[Collected data entries]
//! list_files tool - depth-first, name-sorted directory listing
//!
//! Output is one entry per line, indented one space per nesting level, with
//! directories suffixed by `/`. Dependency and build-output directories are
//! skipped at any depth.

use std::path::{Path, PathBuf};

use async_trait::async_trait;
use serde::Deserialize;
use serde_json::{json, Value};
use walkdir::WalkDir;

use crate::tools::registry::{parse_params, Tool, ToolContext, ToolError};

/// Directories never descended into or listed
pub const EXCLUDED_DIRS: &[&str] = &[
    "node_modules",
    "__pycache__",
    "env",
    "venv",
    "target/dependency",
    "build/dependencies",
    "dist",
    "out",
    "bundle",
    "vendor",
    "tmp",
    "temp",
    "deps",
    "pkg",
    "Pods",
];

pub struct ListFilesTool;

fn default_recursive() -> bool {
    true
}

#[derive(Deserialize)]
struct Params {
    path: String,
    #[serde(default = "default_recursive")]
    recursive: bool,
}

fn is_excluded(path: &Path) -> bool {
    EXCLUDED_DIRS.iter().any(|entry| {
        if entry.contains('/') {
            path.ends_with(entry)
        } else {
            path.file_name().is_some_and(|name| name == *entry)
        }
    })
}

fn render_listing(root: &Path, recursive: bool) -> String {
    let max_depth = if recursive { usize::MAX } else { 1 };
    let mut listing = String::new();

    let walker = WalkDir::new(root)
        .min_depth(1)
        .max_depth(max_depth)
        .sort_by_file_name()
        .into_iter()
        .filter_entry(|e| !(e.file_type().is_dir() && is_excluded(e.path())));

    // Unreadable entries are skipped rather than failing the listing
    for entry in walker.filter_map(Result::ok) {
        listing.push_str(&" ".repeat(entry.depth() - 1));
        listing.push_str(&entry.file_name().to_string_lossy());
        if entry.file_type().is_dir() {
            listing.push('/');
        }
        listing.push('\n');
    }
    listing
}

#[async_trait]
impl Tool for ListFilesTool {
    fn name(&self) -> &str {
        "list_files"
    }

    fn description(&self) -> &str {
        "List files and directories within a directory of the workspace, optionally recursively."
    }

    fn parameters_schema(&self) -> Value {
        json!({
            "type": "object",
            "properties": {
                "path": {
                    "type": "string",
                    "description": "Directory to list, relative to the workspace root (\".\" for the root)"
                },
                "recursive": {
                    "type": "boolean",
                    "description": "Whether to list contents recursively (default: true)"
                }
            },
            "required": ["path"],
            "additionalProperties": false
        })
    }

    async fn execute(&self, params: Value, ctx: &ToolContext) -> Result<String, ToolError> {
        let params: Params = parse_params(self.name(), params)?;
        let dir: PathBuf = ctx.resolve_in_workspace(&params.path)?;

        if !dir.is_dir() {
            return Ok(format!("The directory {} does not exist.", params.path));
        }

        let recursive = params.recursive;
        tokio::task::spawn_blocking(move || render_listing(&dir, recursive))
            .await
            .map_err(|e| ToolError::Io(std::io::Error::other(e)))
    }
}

--

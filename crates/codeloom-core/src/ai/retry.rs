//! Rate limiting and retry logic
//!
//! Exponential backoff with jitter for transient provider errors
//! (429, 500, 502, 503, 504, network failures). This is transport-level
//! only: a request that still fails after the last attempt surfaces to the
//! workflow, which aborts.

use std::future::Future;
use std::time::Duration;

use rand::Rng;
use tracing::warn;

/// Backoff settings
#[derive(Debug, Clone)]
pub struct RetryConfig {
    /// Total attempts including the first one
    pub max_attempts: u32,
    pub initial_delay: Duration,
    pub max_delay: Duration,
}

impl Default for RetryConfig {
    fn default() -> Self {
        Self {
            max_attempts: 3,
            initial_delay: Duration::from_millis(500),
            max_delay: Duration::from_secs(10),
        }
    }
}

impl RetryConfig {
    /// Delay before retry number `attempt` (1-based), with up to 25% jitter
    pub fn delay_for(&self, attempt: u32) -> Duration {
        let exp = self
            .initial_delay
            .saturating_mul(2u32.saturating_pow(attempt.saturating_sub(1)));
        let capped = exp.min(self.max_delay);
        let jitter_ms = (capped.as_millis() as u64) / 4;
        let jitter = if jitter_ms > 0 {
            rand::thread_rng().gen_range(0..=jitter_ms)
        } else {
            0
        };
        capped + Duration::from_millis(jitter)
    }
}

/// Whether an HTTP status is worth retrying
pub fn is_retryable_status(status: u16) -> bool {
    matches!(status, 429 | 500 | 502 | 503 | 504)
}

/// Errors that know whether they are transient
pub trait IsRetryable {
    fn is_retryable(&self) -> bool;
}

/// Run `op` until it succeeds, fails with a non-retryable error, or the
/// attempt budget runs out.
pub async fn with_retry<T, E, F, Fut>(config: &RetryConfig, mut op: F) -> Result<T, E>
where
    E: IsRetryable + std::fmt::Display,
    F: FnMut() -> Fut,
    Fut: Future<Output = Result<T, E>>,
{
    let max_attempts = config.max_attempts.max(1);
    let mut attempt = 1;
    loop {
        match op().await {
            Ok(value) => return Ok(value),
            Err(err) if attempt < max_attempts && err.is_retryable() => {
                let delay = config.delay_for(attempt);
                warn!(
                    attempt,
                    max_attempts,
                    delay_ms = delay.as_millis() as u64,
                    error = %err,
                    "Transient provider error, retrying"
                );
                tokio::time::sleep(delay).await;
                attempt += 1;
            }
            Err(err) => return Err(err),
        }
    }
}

EXERCISE GOAL: When the word "Deserialize" occurs in a line above, list that line.

RESULT OF THE EXERCISE:
use serde::Deserialize;
#[derive(Deserialize)]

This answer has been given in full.